Names
- Full name: Aquinas Old Collegians Football Club Inc
- Former name: Aquinas Old Boys Football Club (1981−1986)
- Nickname(s): Bloods, Blooders

Club details
- Founded: 18 February 1981; 45 years ago
- Colours: Red Black Green
- Competition: VAFA: Senior men's VAFAW: Senior women's
- Premierships: VAFA (4) 1987; 1996; 2017; 2019; ESCFA (2) 1983; 1984;

Other information
- Official website: aquinas.com.au

= Aquinas Old Collegians Football Club =

The Aquinas Old Collegians Football Club, nicknamed the Bloods and also known simply as Aquinas, is an Australian rules football club based in the Melbourne suburb of Ringwood.
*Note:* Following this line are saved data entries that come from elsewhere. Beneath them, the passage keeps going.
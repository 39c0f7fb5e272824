use serde::Deserialize;

use crate::api_types::{BookingRequest, ValidationErrorResponse};
use crate::rules::FieldErrors;

use super::ValidatedDraft;
use super::machine::{
    AttemptResult, Event, Failure, InvalidTransition, RetryPolicy, State, SubmissionMachine,
};
use super::transport::{Transport, TransportResponse};

/// How a submission ended.
#[derive(Debug, Clone, PartialEq, Eq)]
pub enum Outcome {
    /// Local validation failed; nothing was sent.
    Invalid(FieldErrors),
    Success { booking_id: Option<i64> },
    /// The server refused the booking. Not retried.
    Rejected(FieldErrors),
    ExhaustedRetries { attempts: u32, last_failure: Failure },
    /// The driver and the state machine disagreed; nothing more was sent.
    Aborted(InvalidTransition),
}

impl Outcome {
    /// The message shown to the user once the submission is over.
    pub fn message(&self) -> String {
        match self {
            Outcome::Invalid(_) => "Please fix the errors in the form.".to_string(),
            Outcome::Success { booking_id: Some(id) } => {
                format!("Your information has been sent successfully! Booking ID: {id}")
            }
            Outcome::Success { booking_id: None } => {
                "Your information has been sent successfully!".to_string()
            }
            Outcome::Rejected(errors) => format!(
                "Error: Please correct the following issues:\n{}",
                errors.full_messages().join("\n")
            ),
            Outcome::ExhaustedRetries {
                last_failure: Failure::UnexpectedStatus(status),
                ..
            } => format!("Error: Booking failed with status {status}."),
            Outcome::ExhaustedRetries { .. } => "Error: Could not connect to the server after \
                 multiple attempts. Please try again later."
                .to_string(),
            Outcome::Aborted(_) => {
                "Error: The submission stopped unexpectedly. Please try again.".to_string()
            }
        }
    }

    pub fn is_success(&self) -> bool {
        matches!(self, Outcome::Success { .. })
    }
}

/// Progress reported while a submission runs.
#[derive(Debug, Clone, PartialEq, Eq)]
pub enum Progress {
    Attempting { attempt: u32, max_attempts: u32 },
    AttemptFailed { attempt: u32, failure: Failure, retrying: bool },
}

impl Progress {
    pub fn message(&self) -> String {
        match self {
            Progress::Attempting {
                attempt,
                max_attempts,
            } => format!("Submitting... Attempt {attempt} of {max_attempts}"),
            Progress::AttemptFailed {
                attempt,
                failure,
                retrying,
            } => {
                let line = match failure {
                    Failure::Timeout => format!("Request timed out (Attempt {attempt})."),
                    Failure::Network(_) => {
                        format!("Network error (Attempt {attempt}): Please check connection.")
                    }
                    Failure::UnexpectedStatus(status) => {
                        format!("Error: Booking failed with status {status}.")
                    }
                };
                if *retrying {
                    format!("{line} Retrying...")
                } else {
                    line
                }
            }
        }
    }
}

#[derive(Deserialize)]
struct CreatedId {
    booking: IdOnly,
}

#[derive(Deserialize)]
struct IdOnly {
    id: i64,
}

/// Runs the bounded-retry submission protocol over a [`Transport`].
pub struct SubmissionClient<T> {
    transport: T,
    policy: RetryPolicy,
}

impl<T: Transport> SubmissionClient<T> {
    pub fn new(transport: T, policy: RetryPolicy) -> Self {
        Self { transport, policy }
    }

    pub fn policy(&self) -> &RetryPolicy {
        &self.policy
    }

    /// Submit a validated draft. `&mut self` keeps a second submission from
    /// starting while this one is in flight.
    pub async fn submit(&mut self, draft: &ValidatedDraft) -> Outcome {
        self.submit_with_progress(draft, |_| {}).await
    }

    pub async fn submit_with_progress(
        &mut self,
        draft: &ValidatedDraft,
        on_progress: impl FnMut(Progress),
    ) -> Outcome {
        let mut machine = SubmissionMachine::new(self.policy.max_attempts);
        self.drive(&mut machine, Ok(draft), on_progress).await
    }

    /// Feed `machine` the event each state expects until it is terminal.
    ///
    /// `validation` is what local validation produced for the draft; an
    /// `Err` ends in `Invalid` without touching the transport.
    pub(crate) async fn drive(
        &self,
        machine: &mut SubmissionMachine,
        validation: Result<&ValidatedDraft, &FieldErrors>,
        mut on_progress: impl FnMut(Progress),
    ) -> Outcome {
        let request = validation.ok().map(ValidatedDraft::to_request);
        let max_attempts = machine.max_attempts();

        loop {
            let event = match (machine.state(), request.as_ref()) {
                (State::Invalid(errors), _) => return Outcome::Invalid(errors.clone()),
                (State::Success { booking_id }, _) => {
                    return Outcome::Success {
                        booking_id: *booking_id,
                    };
                }
                (State::Rejected(errors), _) => return Outcome::Rejected(errors.clone()),
                (State::ExhaustedRetries { attempts, failure }, _) => {
                    log::warn!("Giving up after {attempts} attempts: {failure}");
                    return Outcome::ExhaustedRetries {
                        attempts: *attempts,
                        last_failure: failure.clone(),
                    };
                }
                (State::Idle, _) => Event::Start,
                (State::Validating, _) => {
                    Event::Validated(validation.map(|_| ()).map_err(Clone::clone))
                }
                (State::Submitting { attempt }, Some(request)) => {
                    let attempt = *attempt;
                    on_progress(Progress::Attempting {
                        attempt,
                        max_attempts,
                    });
                    log::info!("Submitting booking, attempt {attempt} of {max_attempts}");

                    let result = self.attempt(request).await;
                    if let AttemptResult::Failed(failure) = &result {
                        log::warn!("Attempt {attempt} failed: {failure}");
                        on_progress(Progress::AttemptFailed {
                            attempt,
                            failure: failure.clone(),
                            retrying: attempt < max_attempts,
                        });
                    }
                    Event::Response(result)
                }
                (State::Submitting { .. }, None) => {
                    log::error!("Machine is submitting a draft that failed validation");
                    return Outcome::Aborted(InvalidTransition {
                        state: "Submitting",
                        event: "Validated",
                    });
                }
                (State::RetryWait { .. }, _) => {
                    tokio::time::sleep(self.policy.retry_delay).await;
                    Event::RetryElapsed
                }
            };

            if let Err(e) = machine.handle(event) {
                log::error!("Submission aborted: {e}");
                return Outcome::Aborted(e);
            }
        }
    }

    /// One round-trip, bounded by the attempt timeout.
    async fn attempt(&self, request: &BookingRequest) -> AttemptResult {
        let sent = tokio::time::timeout(
            self.policy.attempt_timeout,
            self.transport.post_booking(request),
        )
        .await;

        match sent {
            Err(_) => AttemptResult::Failed(Failure::Timeout),
            Ok(Err(e)) => AttemptResult::Failed(Failure::Network(e.to_string())),
            Ok(Ok(response)) => interpret(response),
        }
    }
}

/// Map a response onto the protocol: 2xx succeeds, 422 is a final rejection,
/// anything else is retried.
pub fn interpret(response: TransportResponse) -> AttemptResult {
    match response.status {
        200..=299 => {
            let booking_id = serde_json::from_str::<CreatedId>(&response.body)
                .map(|created| created.booking.id)
                .inspect_err(|e| log::warn!("Booking created but response unreadable: {e}"))
                .ok();
            AttemptResult::Created { booking_id }
        }
        422 => {
            let errors = match serde_json::from_str::<ValidationErrorResponse>(&response.body) {
                Ok(body) => FieldErrors::from_full_messages(&body.errors),
                Err(e) => {
                    log::warn!("Unreadable rejection body: {e}");
                    let mut errors = FieldErrors::new();
                    errors.add_base("Booking failed: Unknown error.");
                    errors
                }
            };
            AttemptResult::Rejected(errors)
        }
        status => AttemptResult::Failed(Failure::UnexpectedStatus(status)),
    }
}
As of 2024, the club's men's team competes in Division 2 of the Victorian Amateur Football Association (VAFA), while the women's team is in Premier B of the VAFA Women's (VAFAW) competition.

==History==
In 1980, discussions were held between former students of Aquinas College about forming a football club. At a meeting at the Ringwood Parish Hall on 18 February 1981, the club was formally established as the "Aquinas Old Boys Football Club", entering E Grade in the Eastern Suburbs Churches Football Association (ESCFA).

In its second year, the club made the E Grade senior and reserves premiership, winning the latter. Back-to-back senior and reserves premierships came in 1983 and 1984.
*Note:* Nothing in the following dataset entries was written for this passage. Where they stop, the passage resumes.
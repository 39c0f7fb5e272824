//! Client side of the booking flow: draft validation, the retrying
//! submission protocol, and a form state object tying them together.

pub mod form;
pub mod machine;
pub mod submit;
pub mod transport;

pub use form::BookingForm;
pub use machine::{Failure, InvalidTransition, RetryPolicy, State, SubmissionMachine};
pub use submit::{Outcome, Progress, SubmissionClient};
pub use transport::{HttpTransport, Transport, TransportError, TransportResponse};

use crate::api_types::BookingRequest;
use crate::models::booking::BookingParams;
use crate::rules::{self, FieldErrors, RuleSet};

/// Unsaved form state. Same shape as the wire payload; `Draft::default()` is
/// the empty form.
pub type Draft = BookingParams;

/// A draft that passed client-side validation. Only [`validate_draft`]
/// produces one.
#[derive(Debug, Clone, PartialEq, Eq)]
pub struct ValidatedDraft {
    params: BookingParams,
}

impl ValidatedDraft {
    pub fn to_request(&self) -> BookingRequest {
        BookingRequest {
            booking: self.params.clone(),
        }
    }
}

/// Check a draft against the client rules. Pure; no I/O.
pub fn validate_draft(draft: &Draft) -> Result<ValidatedDraft, FieldErrors> {
    rules::validate(draft, &RuleSet::CLIENT)?;
    Ok(ValidatedDraft {
        params: draft.clone(),
    })
}
pub mod booking;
Aquinas moved to the Victorian Amateur Football Association (VAFA) at the start of the 1987 season, entering F Section. The club, now renamed to "Aquinas Old Collegians", finished first on the ladder with just one loss for the season, and won the grand final by 1 point over Whitefriars.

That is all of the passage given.